The two top supercomputers today are IBM's Roadrunner and the Cray XT Jaguar both
Linux-powered.

reference: http://www.computerworld.com/action/article.do?command=viewArticleBasic&taxonomyId=12&articleId=9127238&intsrc=hm_topic

AnonCat
February 4th, 2009, 02:39 PM
I often mention the use of Linux on supercomputers when I come across a certain friend who always claims Linux is just a toy even though he has never used it.

Sealbhach
February 4th, 2009, 02:58 PM
I hate when people say "Linux is just a hobby". I usually ask are the people who run the Large Hadron Collider hobbyists? Or the people who run most of the world's supercomputers?

.

haemulon
February 4th, 2009, 03:39 PM
It's just amazing how flexible Linux is.

It runs on cell phones, mini-computers, laptops, desktops and the super computers.

mips
February 4th, 2009, 07:13 PM
See http://www.top500.org/ for the worlds fastest supercomputers.

Sporkman
February 4th, 2009, 07:59 PM
The U.S. government has hired IBM to build a supercomputer with more power than all the supercomputers on the Top500 supercomputer list combined.
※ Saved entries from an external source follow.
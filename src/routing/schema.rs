//! OpenAPI export of registered HTTP routes.

use utoipa::openapi::Paths;
use utoipa::openapi::path::{HttpMethod, OperationBuilder};

use super::route::RouteDescriptor;

/// Builds OpenAPI paths for every HTTP route with `include_in_schema` set.
///
/// The route name becomes the `operationId`. WebSocket routes are never
/// exported; methods OpenAPI has no slot for are skipped.
#[must_use]
pub fn openapi_paths<S>(routes: &[RouteDescriptor<S>]) -> Paths {
    let mut paths = Paths::new();
    for route in routes {
        let RouteDescriptor::Http(http) = route else {
            continue;
        };
        if !http.include_in_schema() {
            continue;
        }

        let mut seen: Vec<String> = Vec::with_capacity(http.methods().len());
        let mut methods = Vec::with_capacity(http.methods().len());
        for raw in http.methods() {
            let upper = raw.to_ascii_uppercase();
            if seen.contains(&upper) {
                continue;
            }
            match http_method(&upper) {
                Some(method) => methods.push(method),
                None => {
                    tracing::warn!(path = http.path(), method = %raw, "method not representable in OpenAPI");
                }
            }
            seen.push(upper);
        }
        if methods.is_empty() {
            continue;
        }

        let operation = OperationBuilder::new().operation_id(http.name()).build();
        paths.add_path_operation(http.path(), methods, operation);
    }
    paths
}

fn http_method(upper: &str) -> Option<HttpMethod> {
    match upper {
        "GET" => Some(HttpMethod::Get),
        "POST" => Some(HttpMethod::Post),
        "PUT" => Some(HttpMethod::Put),
        "DELETE" => Some(HttpMethod::Delete),
        "OPTIONS" => Some(HttpMethod::Options),
        "HEAD" => Some(HttpMethod::Head),
        "PATCH" => Some(HttpMethod::Patch),
        "TRACE" => Some(HttpMethod::Trace),
        _ => None,
    }
}

#[cfg(test)]
mod tests {
    use axum::extract::ws::WebSocket;

    use super::*;
    use crate::routing::{ApiRouter, RouteOptions};

    async fn ok() -> &'static str {
        "ok"
    }

    async fn ignore(_socket: WebSocket) {}

    #[test]
    fn visible_routes_are_exported_with_operation_id() {
        let mut api: ApiRouter = ApiRouter::new("api");
        api.register_http("/users", ["get", "POST"], ok, RouteOptions::named("users"));

        let paths = openapi_paths(api.list_routes());
        let get = paths.get_path_operation("/api/users", HttpMethod::Get);
        let post = paths.get_path_operation("/api/users", HttpMethod::Post);
        assert_eq!(get.and_then(|op| op.operation_id.as_deref()), Some("users"));
        assert!(post.is_some());
        assert!(paths.get_path_operation("/api/users", HttpMethod::Put).is_none());
    }

    #[test]
    fn hidden_and_websocket_routes_are_omitted() {
        let mut api: ApiRouter = ApiRouter::new("");
        api.register_http("/internal", ["GET"], ok, RouteOptions::named("internal").hidden());
        api.register_ws("/ws", ignore, Some("ws"));

        let paths = openapi_paths(api.list_routes());
        assert!(paths.paths.is_empty());
    }

    #[test]
    fn unrepresentable_methods_are_skipped() {
        let mut api: ApiRouter = ApiRouter::new("");
        api.register_http("/tunnel", ["CONNECT"], ok, RouteOptions::default());
        api.register_http("/mixed", ["CONNECT", "GET"], ok, RouteOptions::default());

        let paths = openapi_paths(api.list_routes());
        assert!(!paths.paths.contains_key("/tunnel"));
        assert!(paths.get_path_operation("/mixed", HttpMethod::Get).is_some());
    }

    #[test]
    fn routes_sharing_a_path_merge_into_one_item() {
        let mut api: ApiRouter = ApiRouter::new("");
        api.register_http("/items", ["GET"], ok, RouteOptions::named("list_items"));
        api.register_http("/items", ["POST"], ok, RouteOptions::named("create_item"));

        let paths = openapi_paths(api.list_routes());
        assert_eq!(paths.paths.len(), 1);
        let post = paths.get_path_operation("/items", HttpMethod::Post);
        assert_eq!(post.and_then(|op| op.operation_id.as_deref()), Some("create_item"));
    }
}
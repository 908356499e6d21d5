//! System endpoints: health check, route introspection, reverse lookup.

use std::collections::HashMap;

use axum::Json;
use axum::extract::{Path, Query, State};
use axum::http::StatusCode;
use axum::response::IntoResponse;
use chrono::Utc;

use crate::api::dto::{HealthResponse, ResolvedRoute, RouteInfo};
use crate::app_state::AppState;
use crate::error::RouteError;
use crate::routing::{ApiRouter, RouteOptions, reverse};

/// `GET /health` — Service health status.
pub async fn health_handler(State(state): State<AppState>) -> impl IntoResponse {
    let now = Utc::now();
    (
        StatusCode::OK,
        Json(HealthResponse {
            status: "healthy".to_string(),
            timestamp: now.to_rfc3339(),
            version: env!("CARGO_PKG_VERSION").to_string(),
            uptime_secs: (now - state.started_at).num_seconds(),
        }),
    )
}

/// `GET /routes` — Every mounted route in registration order.
pub async fn list_routes_handler(State(state): State<AppState>) -> Json<Vec<RouteInfo>> {
    Json(state.routes.to_vec())
}

/// `GET /routes/{name}` — Resolves a route name; query parameters fill
/// the captures.
///
/// # Errors
///
/// Returns [`RouteError::NoMatch`] (404) when the name is unknown or the
/// parameters do not match its captures.
pub async fn resolve_route_handler(
    State(state): State<AppState>,
    Path(name): Path<String>,
    Query(params): Query<HashMap<String, String>>,
) -> Result<Json<ResolvedRoute>, RouteError> {
    let params: Vec<(&str, &str)> = params
        .iter()
        .map(|(key, value)| (key.as_str(), value.as_str()))
        .collect();
    let path = reverse::url_path_for(
        state
            .routes
            .iter()
            .map(|route| (route.name.as_deref(), route.path.as_str())),
        &name,
        &params,
    )?;
    Ok(Json(ResolvedRoute { name, path }))
}

/// `GET /ping` — Liveness probe kept out of the OpenAPI document.
pub async fn ping_handler() -> &'static str {
    "pong"
}

/// Registers the system endpoints.
pub fn register(api: &mut ApiRouter<AppState>) {
    api.register_http("/health", ["GET"], health_handler, RouteOptions::named("health"));
    api.register_http("/routes", ["GET"], list_routes_handler, RouteOptions::named("list_routes"));
    api.register_http(
        "/routes/{name}",
        ["GET"],
        resolve_route_handler,
        RouteOptions::named("resolve_route"),
    );
    api.register_http("/ping", ["GET", "HEAD"], ping_handler, RouteOptions::named("ping").hidden());
}
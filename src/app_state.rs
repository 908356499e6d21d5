//! Shared application state injected into the demo handlers.

use std::sync::Arc;

use chrono::{DateTime, Utc};

use crate::api::dto::RouteInfo;

/// Shared application state available to all handlers via Axum's
/// `State` extractor.
#[derive(Debug, Clone)]
pub struct AppState {
    /// When the server finished building its routes.
    pub started_at: DateTime<Utc>,
    /// Snapshot of the mounted routes, in registration order.
    pub routes: Arc<[RouteInfo]>,
}

impl AppState {
    /// Creates state for the given route snapshot, stamped with now.
    #[must_use]
    pub fn new(routes: Arc<[RouteInfo]>) -> Self {
        Self {
            started_at: Utc::now(),
            routes,
        }
    }
}
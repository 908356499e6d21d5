//! # api-router
//!
//! Prefixed HTTP and WebSocket route registration on top of `axum`.
//!
//! An [`ApiRouter`](routing::ApiRouter) collects endpoints for one logical
//! sub-application under a shared path prefix. Paths are normalized at
//! registration time; dispatch is left entirely to axum once the
//! descriptors are mounted.
//!
//! ## Architecture
//!
//! ```text
//! Host application (startup)
//!     │
//!     ├── ApiRouter (routing/)       register_http / register_ws
//!     │       │
//!     │       ├── list_routes()      ordered RouteDescriptors
//!     │       ├── mount()            → axum::Router, typed MountError
//!     │       ├── url_path_for()     name → concrete path
//!     │       └── openapi_paths()    schema-visible routes → utoipa
//!     │
//!     └── Demo server (api/, ws/)    health, route listing, echo socket
//! ```
//!
//! ## Example
//!
//! ```no_run
//! use api_router::routing::{ApiRouter, RouteOptions};
//!
//! async fn list_users() -> &'static str {
//!     "[]"
//! }
//!
//! let mut api: ApiRouter = ApiRouter::new("api");
//! api.register_http("/users/", ["GET"], list_users, RouteOptions::named("users"));
//! assert_eq!(api.normalize_path("/users/"), "/api/users");
//! assert!(api.to_router().is_ok());
//! ```

pub mod api;
pub mod app_state;
pub mod config;
pub mod error;
pub mod routing;
pub mod ws;
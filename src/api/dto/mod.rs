//! Data Transfer Objects for the demo endpoints.

pub mod route_dto;
pub mod system_dto;

pub use route_dto::*;
pub use system_dto::*;
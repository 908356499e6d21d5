//! Route registration: prefixed descriptors and their consumers.
//!
//! [`ApiRouter`] accumulates [`RouteDescriptor`]s; [`mount`] turns them
//! into an axum router, [`url_path_for`] resolves names back to paths and
//! [`openapi_paths`] exports the schema-visible ones.

pub mod mount;
pub mod path;
pub mod registrar;
pub mod reverse;
pub mod route;
pub mod schema;

pub use mount::mount;
pub use path::{Prefix, normalize_path};
pub use registrar::ApiRouter;
pub use reverse::url_path_for;
pub use route::{HttpRoute, RouteDescriptor, RouteOptions, WebSocketRoute};
pub use schema::openapi_paths;
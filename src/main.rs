//! api-router demo server entry point.
//!
//! Registers the demo endpoints under the configured prefix and serves
//! them with Axum.

use tower_http::cors::CorsLayer;
use tower_http::trace::TraceLayer;
use tracing_subscriber::EnvFilter;

use api_router::api;
use api_router::config::RouterConfig;

#[tokio::main]
async fn main() -> anyhow::Result<()> {
    // Initialize tracing
    tracing_subscriber::fmt()
        .with_env_filter(
            EnvFilter::try_from_default_env().unwrap_or_else(|_| EnvFilter::new("info")),
        )
        .init();

    // Load configuration
    let config = RouterConfig::from_env()?;
    tracing::info!(addr = %config.listen_addr, prefix = %config.api_prefix, "starting api-router");

    // Build router
    let app = api::build_router(&config.api_prefix, config.openapi_enabled)?
        .layer(TraceLayer::new_for_http())
        .layer(CorsLayer::permissive());

    // Start server
    let listener = tokio::net::TcpListener::bind(config.listen_addr).await?;
    tracing::info!(addr = %config.listen_addr, "server listening");

    axum::serve(listener, app).await?;

    Ok(())
}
The planned Sequoia system will use approximately 1.6 million processing cores,
all IBM Power chips, running Linux.

Linux is now present in over 93% of the worlds
supercomputer sites.

The two top supercomputers today are IBM's Roadrunner and the Cray XT Jaguar both
Linux-powered.


What would it cost to run Windows Server on that - would they have to buy 1.6M node licenses?

Sporkman
February 4th, 2009, 08:01 PM
I often mention the use of Linux on supercomputers when I come across a certain friend who always claims Linux is just a toy even though he has never used it.

You don't even need to cite supercomputers - just point out to him that a large number of hardcore, serious business run linux on their servers, like banks & big eCommerce operations. Google is also powered by linux.